Just as I came to the realization someone had held the doors open for me, a rather snide voice from outside the first door echoed through the foyer.

“You’re welcome,” the man sneered as he proceeded out the door and on with his life.

Now, there’s no excuse for not acknowledging someone’s good deed with a simple “thank you.” I know this and, generally, I do it.

But on this occasion, preoccupied with my own problems, I hadn’t. And this Good Samaritan – apparently not satisfied with just doing a good deed – became an angry Samaritan because I hadn’t acknowledged his kindness to me.

At first, I felt bad for not thanking the guy.
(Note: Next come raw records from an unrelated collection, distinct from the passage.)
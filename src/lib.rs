//! Strata - a disk-oriented storage engine core in Rust
//!
//! This crate implements the storage heart of an educational database: a
//! fixed-size buffer pool that mediates access to a paged disk file, and a
//! B+Tree index whose nodes live inside buffer-pool frames.
//!
//! # Architecture
//!
//! - **Storage Layer** (`storage`): disk I/O and well-known pages
//!   - `DiskManager`: reads and writes fixed-size pages in a database file
//!   - `DiskScheduler`: background worker draining a disk request queue
//!   - `HeaderPage`: page 0, mapping index names to root page ids
//!
//! - **Buffer Pool** (`buffer`): memory management for database pages
//!   - `BufferPoolManager`: fetches pages into frames and pins them
//!   - `LruReplacer`: least-recently-unpinned eviction order
//!   - `Frame`: one page of data plus pin count and dirty flag
//!
//! - **Index** (`index`): ordered access by key
//!   - `BPlusTree`: search, insert with splits, delete with
//!     redistribute/coalesce, root persistence
//!   - `BTreeIterator`: forward scan over the leaf chain
//!   - `KeyComparator`: injected ordering over fixed-width key blobs
//!
//! # Example
//!
//! ```rust,no_run
//! use std::sync::Arc;
//! use strata::buffer::BufferPoolManager;
//! use strata::common::{RecordId, PageId, SlotId, Transaction};
//! use strata::index::{encode_integer_key, BPlusTree, IntegerComparator};
//! use strata::storage::disk::DiskManager;
//!
//! let disk_manager = Arc::new(DiskManager::new("test.db").unwrap());
//! let bpm = Arc::new(BufferPoolManager::new(100, disk_manager));
//!
//! let mut tree = BPlusTree::new("primary", bpm, Arc::new(IntegerComparator), 8, 32, 32);
//! let txn = Transaction::default();
//!
//! let mut key = [0u8; 8];
//! encode_integer_key(42, &mut key);
//! tree.insert(&key, RecordId::new(PageId::new(7), SlotId::new(0)), &txn)
//!     .unwrap();
//! assert!(tree.get_value(&key, &txn).unwrap().is_some());
//! ```

pub mod buffer;
pub mod common;
pub mod index;
pub mod storage;

// Re-export commonly used types at the crate root
pub use common::{PageId, RecordId, Result, SlotId, StrataError, Transaction};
But later, I felt something else: What’s the point of doing something nice for someone if the whole point of the gesture is to garner recognition?

The events in Louisiana and throughout the country provide some great opportunities to watch how people respond to kindness.

There were, of course, people pictured on TV angry with rescuers for not arriving more quickly. And there were police officers scuffling with survivors forced to evacuate flooded houses they didn’t want to leave. And, of course, there were politicians and journalists blasting each other because in one of the biggest natural disasters in our country’s history, things didn’t flow as smoothly as they could or should have.

Anger and finger pointing simply make great TV.

But in our neighborhoods, the response was different.

People almost instinctively flooded churches, schools and businesses with toiletries and clothes and food and money for those who needed them. The relief centers I visited were literally overflowing with donations, and this was just a couple of days after the flooding – long before the televised appeals were sent out.

One after another, people came with bags and bags of stuff, doing their good deeds with no expectation of a “thanks” or an “attaboy,” while elsewhere in Dallas, waves of evacuees sat dazed with their newfound provisions, never knowing who to thank, who helped or why.

In the end, the need was met. Should it really make you feel any different that the “thank you” won’t be hand-delivered?